(Dataset entries)
'''
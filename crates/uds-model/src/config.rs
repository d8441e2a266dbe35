//! Run configuration for the crosswalk engine.
//!
//! The tables here are fixed for a migration run. [`CrosswalkConfig::default`]
//! carries the built-in UDS3 to UDS4 tables; a TOML file may replace any of
//! them, and tables it omits keep their built-in values.

use std::collections::BTreeMap;
use std::path::Path;

use serde::{Deserialize, Serialize};

use crate::error::{ModelError, Result};

/// Form codes whose header fields are renamed onto shared source columns.
const FORM_CODES: &[(char, &[u8])] = &[
    ('a', &[1, 2, 3, 4, 5]),
    ('b', &[1, 4, 5, 6, 7, 8, 9]),
    ('c', &[2]),
    ('d', &[1, 2]),
];

/// A family of indexed variables, e.g. `kid1yob` .. `kid15yob`.
#[derive(Debug, Clone, PartialEq, Eq, Serialize, Deserialize)]
pub struct RepeatingFamily {
    /// Role token found in the variable name (`kid`, `sib`).
    pub token: String,
    /// Highest member index; members are numbered from 1.
    pub max_index: usize,
}

impl RepeatingFamily {
    pub fn new(token: impl Into<String>, max_index: usize) -> Self {
        Self {
            token: token.into(),
            max_index,
        }
    }
}

/// Immutable configuration tables consumed by the engine and post-processor.
#[derive(Debug, Clone, PartialEq, Eq, Serialize, Deserialize)]
#[serde(default)]
pub struct CrosswalkConfig {
    /// Source variable templates handled by the repeating-group expander.
    pub repeating_templates: Vec<String>,
    /// Source alias -> canonical source column.
    pub renames: BTreeMap<String, String>,
    /// Target variable -> dependents forced to `NA` where it is null.
    pub stop_fields: BTreeMap<String, Vec<String>>,
    /// Derived target variable -> guard column that must be non-zero.
    pub arithmetic_guards: BTreeMap<String, String>,
    /// Source columns rendered as zero-padded integers before migration.
    pub zero_pad_columns: BTreeMap<String, usize>,
    /// Families recognized by the repeating-group expander.
    pub repeating_families: Vec<RepeatingFamily>,
}

impl Default for CrosswalkConfig {
    fn default() -> Self {
        Self {
            repeating_templates: ["sib###yob", "sib###agd", "sib###pdx"]
                .into_iter()
                .chain(["kid###yob", "kid###agd", "kid###pdx"])
                .map(str::to_string)
                .collect(),
            renames: default_renames(),
            stop_fields: default_stop_fields(),
            arithmetic_guards: [
                ("hrtattage", "cvhatt"),
                ("strokage", "cbstroke"),
                ("pdage", "pd"),
                ("lasttbi", "tbi"),
                ("pdothrage", "pdothr"),
                ("tiaage", "cbtia"),
            ]
            .into_iter()
            .map(|(target, guard)| (target.to_string(), guard.to_string()))
            .collect(),
            zero_pad_columns: [("momprdx".to_string(), 3), ("dadprdx".to_string(), 3)]
                .into_iter()
                .collect(),
            repeating_families: vec![
                RepeatingFamily::new("kid", 15),
                RepeatingFamily::new("sib", 20),
            ],
        }
    }
}

impl CrosswalkConfig {
    /// Configuration with every table empty.
    pub fn empty() -> Self {
        Self {
            repeating_templates: Vec::new(),
            renames: BTreeMap::new(),
            stop_fields: BTreeMap::new(),
            arithmetic_guards: BTreeMap::new(),
            zero_pad_columns: BTreeMap::new(),
            repeating_families: Vec::new(),
        }
    }

    /// Parse a TOML document; omitted tables keep their built-in values.
    pub fn from_toml_str(text: &str, origin: &Path) -> Result<Self> {
        toml::from_str(text).map_err(|source| ModelError::Config {
            path: origin.to_path_buf(),
            source: Box::new(source),
        })
    }

    /// Load configuration from a TOML file.
    pub fn load(path: &Path) -> Result<Self> {
        let text = std::fs::read_to_string(path)?;
        Self::from_toml_str(&text, path)
    }

    /// Render the configuration as TOML.
    pub fn to_toml_string(&self) -> Result<String> {
        Ok(toml::to_string_pretty(self)?)
    }

    /// Canonical source column for a (lowercased) source name.
    pub fn resolve_source<'a>(&'a self, name: &'a str) -> &'a str {
        self.renames.get(name).map(String::as_str).unwrap_or(name)
    }

    pub fn is_repeating_template(&self, name: &str) -> bool {
        self.repeating_templates.iter().any(|template| template == name)
    }

    /// First family whose token occurs in the name.
    pub fn family_for(&self, name: &str) -> Option<&RepeatingFamily> {
        self.repeating_families
            .iter()
            .filter_map(|family| name.find(&family.token).map(|pos| (pos, family)))
            .min_by_key(|(pos, _)| *pos)
            .map(|(_, family)| family)
    }

    /// Guard column for a derived target variable.
    pub fn guard_for(&self, target: &str) -> Option<&str> {
        self.arithmetic_guards.get(target).map(String::as_str)
    }
}

fn default_renames() -> BTreeMap<String, String> {
    let mut renames = BTreeMap::new();
    for (category, numbers) in FORM_CODES {
        for number in *numbers {
            let form = format!("{category}{number}");
            let suffix = format!("__{form}");
            renames.insert(format!("ptid{suffix}"), "adc_sub_id".to_string());
            renames.insert(format!("formver{suffix}"), "form_ver_num".to_string());
            renames.insert(format!("adcid{suffix}"), "adc_cntr_id".to_string());
            renames.insert(format!("visitnum{suffix}"), format!("{form}_visit_day"));
            renames.insert(format!("initials{suffix}"), format!("{form}_ex_ini"));
        }
    }
    renames
}

fn default_stop_fields() -> BTreeMap<String, Vec<String>> {
    let mut stops = BTreeMap::new();
    stops.insert(
        "mometpr".to_string(),
        vec!["mommeval".to_string(), "momageo".to_string()],
    );
    stops.insert(
        "dadetpr".to_string(),
        vec!["dadmeval".to_string(), "dadageo".to_string()],
    );
    for (token, max) in [("kid", 15), ("sib", 20)] {
        for i in 1..=max {
            stops.insert(
                format!("{token}{i}etpr"),
                vec![format!("{token}{i}meval"), format!("{token}{i}age")],
            );
        }
    }
    stops
}

#[cfg(test)]
mod tests {
    use super::*;

    #[test]
    fn builtin_renames_cover_form_headers() {
        let config = CrosswalkConfig::default();
        assert_eq!(config.resolve_source("ptid__a1"), "adc_sub_id");
        assert_eq!(config.resolve_source("visitnum__b4"), "b4_visit_day");
        assert_eq!(config.resolve_source("initials__d2"), "d2_ex_ini");
        assert_eq!(config.resolve_source("ptid__b2"), "ptid__b2");
        assert_eq!(config.renames.len(), 15 * 5);
    }

    #[test]
    fn builtin_stop_fields() {
        let config = CrosswalkConfig::default();
        assert_eq!(config.stop_fields.len(), 2 + 15 + 20);
        assert_eq!(
            config.stop_fields.get("kid15etpr"),
            Some(&vec!["kid15meval".to_string(), "kid15age".to_string()])
        );
    }

    #[test]
    fn family_lookup_prefers_earliest_token() {
        let config = CrosswalkConfig::default();
        assert_eq!(config.family_for("sib###yob").map(|f| f.max_index), Some(20));
        assert_eq!(config.family_for("kid###agd").map(|f| f.max_index), Some(15));
        assert!(config.family_for("momyob").is_none());
    }
}
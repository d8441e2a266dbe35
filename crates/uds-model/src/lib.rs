//! Data model for the UDS crosswalk: specification rows, compiled rule sets,
//! and the immutable run configuration.

pub mod config;
pub mod error;
pub mod mapping;
pub mod spec;

pub use config::{CrosswalkConfig, RepeatingFamily};
pub use error::{ModelError, Result};
pub use mapping::{
    MappingEntry, MappingRule, NOT_AVAILABLE, RuleCategory, RuleKind, RuleSet, ValueMapping,
};
pub use spec::{ChangeFlag, ClassifiedRow, SpecRow, SpecialMapping};
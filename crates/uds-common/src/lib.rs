//! Shared utilities for UDS crosswalk crates.
//!
//! This crate provides common utilities used across the crosswalk workspace,
//! including Polars `AnyValue` helpers and missing-value token handling.

pub mod missing;
pub mod polars;

// Re-export commonly used functions at crate root for convenience
pub use missing::{NA_LITERAL, is_missing_token};
pub use polars::{any_to_string, format_numeric, parse_f64, parse_i64};
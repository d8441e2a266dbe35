//! Crosswalk rule-set types.
//!
//! A [`RuleSet`] is the compiled, serializable form of a mapping specification.
//! Entries are bucketed into four [`RuleCategory`] lists, each entry pairs one
//! source variable with one target variable, and each entry carries the
//! ordered [`MappingRule`]s declared for that pair.
//!
//! The JSON field names are fixed by the rule-file format and round-trip
//! exactly, including the `crosswalk_remappings` key used by direct entries.

use std::fmt;

use serde::{Deserialize, Serialize, Serializer};

/// Default text for missing notes and reversibility flags.
pub const NOT_AVAILABLE: &str = "NA";

/// Transformation class assigned to a target variable.
#[derive(Debug, Clone, Copy, PartialEq, Eq, PartialOrd, Ord, Hash, Serialize, Deserialize)]
pub enum RuleCategory {
    /// Straight copy or value lookup with no structural change.
    Direct,
    /// Value sets or types differ; conformity decides whether to remap.
    ConditionalConsistency,
    /// Formula, condition, merge or concatenation driven.
    StructuredTransformation,
    /// Tagged as special but not covered by the other classes.
    HighComplexity,
}

impl RuleCategory {
    /// Categories in the order the engine applies them.
    pub const ALL: [RuleCategory; 4] = [
        RuleCategory::Direct,
        RuleCategory::ConditionalConsistency,
        RuleCategory::StructuredTransformation,
        RuleCategory::HighComplexity,
    ];

    /// Key of this category's array in the rule-set document.
    pub fn key(self) -> &'static str {
        match self {
            Self::Direct => "Direct_Mappings",
            Self::ConditionalConsistency => "Conditional_Consistency",
            Self::StructuredTransformation => "Structured_Transformations",
            Self::HighComplexity => "High_Complexity",
        }
    }

    /// Human-readable label for summaries.
    pub fn label(self) -> &'static str {
        match self {
            Self::Direct => "Direct",
            Self::ConditionalConsistency => "Conditional consistency",
            Self::StructuredTransformation => "Structured transformation",
            Self::HighComplexity => "High complexity",
        }
    }
}

impl fmt::Display for RuleCategory {
    fn fmt(&self, f: &mut fmt::Formatter<'_>) -> fmt::Result {
        f.write_str(self.key())
    }
}

/// Semantic role of a [`MappingRule`].
///
/// Unknown mapping-type strings are kept verbatim so rule files round-trip;
/// the engine ignores them.
#[derive(Debug, Clone, PartialEq, Eq, Hash, Serialize, Deserialize)]
#[serde(from = "String", into = "String")]
pub enum RuleKind {
    /// `Response LEVELS`: value-to-value correspondences.
    ResponseLevels,
    /// `Conformity`: declared value sets compared between schemas.
    Conformity,
    /// `Structured mapping`: formula, condition or concatenation.
    StructuredMapping,
    /// Any other mapping-type text.
    Unrecognized(String),
}

impl RuleKind {
    pub fn as_str(&self) -> &str {
        match self {
            Self::ResponseLevels => "Response LEVELS",
            Self::Conformity => "Conformity",
            Self::StructuredMapping => "Structured mapping",
            Self::Unrecognized(text) => text,
        }
    }

    /// Parse a mapping-type cell, matching the known kinds case-insensitively.
    pub fn parse(raw: &str) -> Self {
        let trimmed = raw.trim();
        if trimmed.eq_ignore_ascii_case("Response LEVELS") {
            Self::ResponseLevels
        } else if trimmed.eq_ignore_ascii_case("Conformity") {
            Self::Conformity
        } else if trimmed.eq_ignore_ascii_case("Structured mapping") {
            Self::StructuredMapping
        } else {
            Self::Unrecognized(trimmed.to_string())
        }
    }
}

impl From<String> for RuleKind {
    fn from(value: String) -> Self {
        Self::parse(&value)
    }
}

impl From<RuleKind> for String {
    fn from(value: RuleKind) -> Self {
        value.as_str().to_string()
    }
}

impl fmt::Display for RuleKind {
    fn fmt(&self, f: &mut fmt::Formatter<'_>) -> fmt::Result {
        f.write_str(self.as_str())
    }
}

/// One concrete value correspondence between the schemas.
#[derive(Debug, Clone, PartialEq, Eq, Serialize, Deserialize)]
pub struct ValueMapping {
    /// Source-side value, condition or formula.
    #[serde(rename = "UDS3_value", default, deserialize_with = "loose_text::optional")]
    pub source_value: Option<String>,
    /// Target-side value or formula.
    #[serde(rename = "UDS4_value", default, deserialize_with = "loose_text::optional")]
    pub target_value: Option<String>,
    /// Whether the mapping can be reversed; `"NA"` when unknown.
    #[serde(default = "not_available", deserialize_with = "loose_text::required")]
    pub reversible: String,
    /// Curator notes; may carry markers such as `MAX(`.
    #[serde(default = "not_available", deserialize_with = "loose_text::required")]
    pub note: String,
}

impl ValueMapping {
    pub fn new(source_value: Option<&str>, target_value: Option<&str>) -> Self {
        Self {
            source_value: source_value.map(str::to_string),
            target_value: target_value.map(str::to_string),
            reversible: not_available(),
            note: not_available(),
        }
    }

    #[must_use]
    pub fn with_note(mut self, note: impl Into<String>) -> Self {
        self.note = note.into();
        self
    }
}

/// Value correspondences sharing a semantic role.
#[derive(Debug, Clone, PartialEq, Eq, Serialize, Deserialize)]
pub struct MappingRule {
    #[serde(rename = "mapping_type")]
    pub kind: RuleKind,
    #[serde(rename = "mappings", default)]
    pub values: Vec<ValueMapping>,
}

impl MappingRule {
    pub fn new(kind: RuleKind, values: Vec<ValueMapping>) -> Self {
        Self { kind, values }
    }
}

/// All rules for one (source variable, target variable) pair.
#[derive(Debug, Clone, PartialEq, Eq, Serialize, Deserialize)]
pub struct MappingEntry {
    #[serde(rename = "UDS3_variable")]
    pub source_variable: String,
    #[serde(rename = "UDS4_variable")]
    pub target_variable: String,
    #[serde(
        rename = "crosswalk_mappings",
        alias = "crosswalk_remappings",
        default
    )]
    pub rules: Vec<MappingRule>,
}

impl MappingEntry {
    pub fn new(
        source_variable: impl Into<String>,
        target_variable: impl Into<String>,
        rules: Vec<MappingRule>,
    ) -> Self {
        Self {
            source_variable: source_variable.into(),
            target_variable: target_variable.into(),
            rules,
        }
    }

    /// Rules of the given kind, in declaration order.
    pub fn rules_of<'a>(&'a self, kind: &'a RuleKind) -> impl Iterator<Item = &'a MappingRule> {
        self.rules.iter().filter(move |rule| &rule.kind == kind)
    }

    /// Value mappings of all rules of the given kind, in declaration order.
    pub fn values_of<'a>(&'a self, kind: &'a RuleKind) -> impl Iterator<Item = &'a ValueMapping> {
        self.rules_of(kind).flat_map(|rule| rule.values.iter())
    }

    pub fn has_kind(&self, kind: &RuleKind) -> bool {
        self.rules.iter().any(|rule| &rule.kind == kind)
    }
}

/// Compiled crosswalk: four ordered entry lists.
#[derive(Debug, Clone, Default, PartialEq, Eq, Serialize, Deserialize)]
pub struct RuleSet {
    #[serde(
        rename = "Direct_Mappings",
        default,
        serialize_with = "serialize_direct"
    )]
    pub direct: Vec<MappingEntry>,
    #[serde(rename = "Conditional_Consistency", default)]
    pub conditional_consistency: Vec<MappingEntry>,
    #[serde(rename = "Structured_Transformations", default)]
    pub structured_transformations: Vec<MappingEntry>,
    #[serde(rename = "High_Complexity", default)]
    pub high_complexity: Vec<MappingEntry>,
}

impl RuleSet {
    pub fn new() -> Self {
        Self::default()
    }

    pub fn entries(&self, category: RuleCategory) -> &[MappingEntry] {
        match category {
            RuleCategory::Direct => &self.direct,
            RuleCategory::ConditionalConsistency => &self.conditional_consistency,
            RuleCategory::StructuredTransformation => &self.structured_transformations,
            RuleCategory::HighComplexity => &self.high_complexity,
        }
    }

    pub fn push(&mut self, category: RuleCategory, entry: MappingEntry) {
        let list = match category {
            RuleCategory::Direct => &mut self.direct,
            RuleCategory::ConditionalConsistency => &mut self.conditional_consistency,
            RuleCategory::StructuredTransformation => &mut self.structured_transformations,
            RuleCategory::HighComplexity => &mut self.high_complexity,
        };
        list.push(entry);
    }

    /// Total number of entries across all categories.
    pub fn len(&self) -> usize {
        RuleCategory::ALL
            .iter()
            .map(|category| self.entries(*category).len())
            .sum()
    }

    pub fn is_empty(&self) -> bool {
        self.len() == 0
    }

    /// Category holding an entry for the given target variable, if any.
    pub fn category_of(&self, target_variable: &str) -> Option<RuleCategory> {
        RuleCategory::ALL.into_iter().find(|category| {
            self.entries(*category)
                .iter()
                .any(|entry| entry.target_variable.eq_ignore_ascii_case(target_variable))
        })
    }
}

fn not_available() -> String {
    NOT_AVAILABLE.to_string()
}

/// Direct entries are written under `crosswalk_remappings`.
#[derive(Serialize)]
struct DirectEntry<'a> {
    #[serde(rename = "UDS3_variable")]
    source_variable: &'a str,
    #[serde(rename = "UDS4_variable")]
    target_variable: &'a str,
    #[serde(rename = "crosswalk_remappings")]
    rules: &'a [MappingRule],
}

#[allow(clippy::ptr_arg)]
fn serialize_direct<S>(entries: &Vec<MappingEntry>, serializer: S) -> Result<S::Ok, S::Error>
where
    S: Serializer,
{
    serializer.collect_seq(entries.iter().map(|entry| DirectEntry {
        source_variable: &entry.source_variable,
        target_variable: &entry.target_variable,
        rules: &entry.rules,
    }))
}

/// Deserializers accepting text, numbers, booleans or null as cell text.
mod loose_text {
    use std::fmt;

    use serde::Deserializer;
    use serde::de::{self, Visitor};

    use super::not_available;

    struct LooseText;

    impl<'de> Visitor<'de> for LooseText {
        type Value = Option<String>;

        fn expecting(&self, formatter: &mut fmt::Formatter<'_>) -> fmt::Result {
            formatter.write_str("a string, number, boolean or null")
        }

        fn visit_str<E: de::Error>(self, value: &str) -> Result<Self::Value, E> {
            Ok(Some(value.to_string()))
        }

        fn visit_string<E: de::Error>(self, value: String) -> Result<Self::Value, E> {
            Ok(Some(value))
        }

        fn visit_i64<E: de::Error>(self, value: i64) -> Result<Self::Value, E> {
            Ok(Some(value.to_string()))
        }

        fn visit_u64<E: de::Error>(self, value: u64) -> Result<Self::Value, E> {
            Ok(Some(value.to_string()))
        }

        fn visit_f64<E: de::Error>(self, value: f64) -> Result<Self::Value, E> {
            if value.is_finite() && value.fract() == 0.0 {
                Ok(Some(format!("{}", value as i64)))
            } else {
                Ok(Some(value.to_string()))
            }
        }

        fn visit_bool<E: de::Error>(self, value: bool) -> Result<Self::Value, E> {
            Ok(Some(value.to_string()))
        }

        fn visit_none<E: de::Error>(self) -> Result<Self::Value, E> {
            Ok(None)
        }

        fn visit_unit<E: de::Error>(self) -> Result<Self::Value, E> {
            Ok(None)
        }

        fn visit_some<D>(self, deserializer: D) -> Result<Self::Value, D::Error>
        where
            D: Deserializer<'de>,
        {
            deserializer.deserialize_any(LooseText)
        }
    }

    pub(super) fn optional<'de, D>(deserializer: D) -> Result<Option<String>, D::Error>
    where
        D: Deserializer<'de>,
    {
        deserializer.deserialize_any(LooseText)
    }

    pub(super) fn required<'de, D>(deserializer: D) -> Result<String, D::Error>
    where
        D: Deserializer<'de>,
    {
        Ok(deserializer
            .deserialize_any(LooseText)?
            .unwrap_or_else(not_available))
    }
}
'''
## PROBLEM DETAILS
Wherever a line in the records above includes "filename", count it, then give the total and nothing besides.

## TASK RESPONSE
3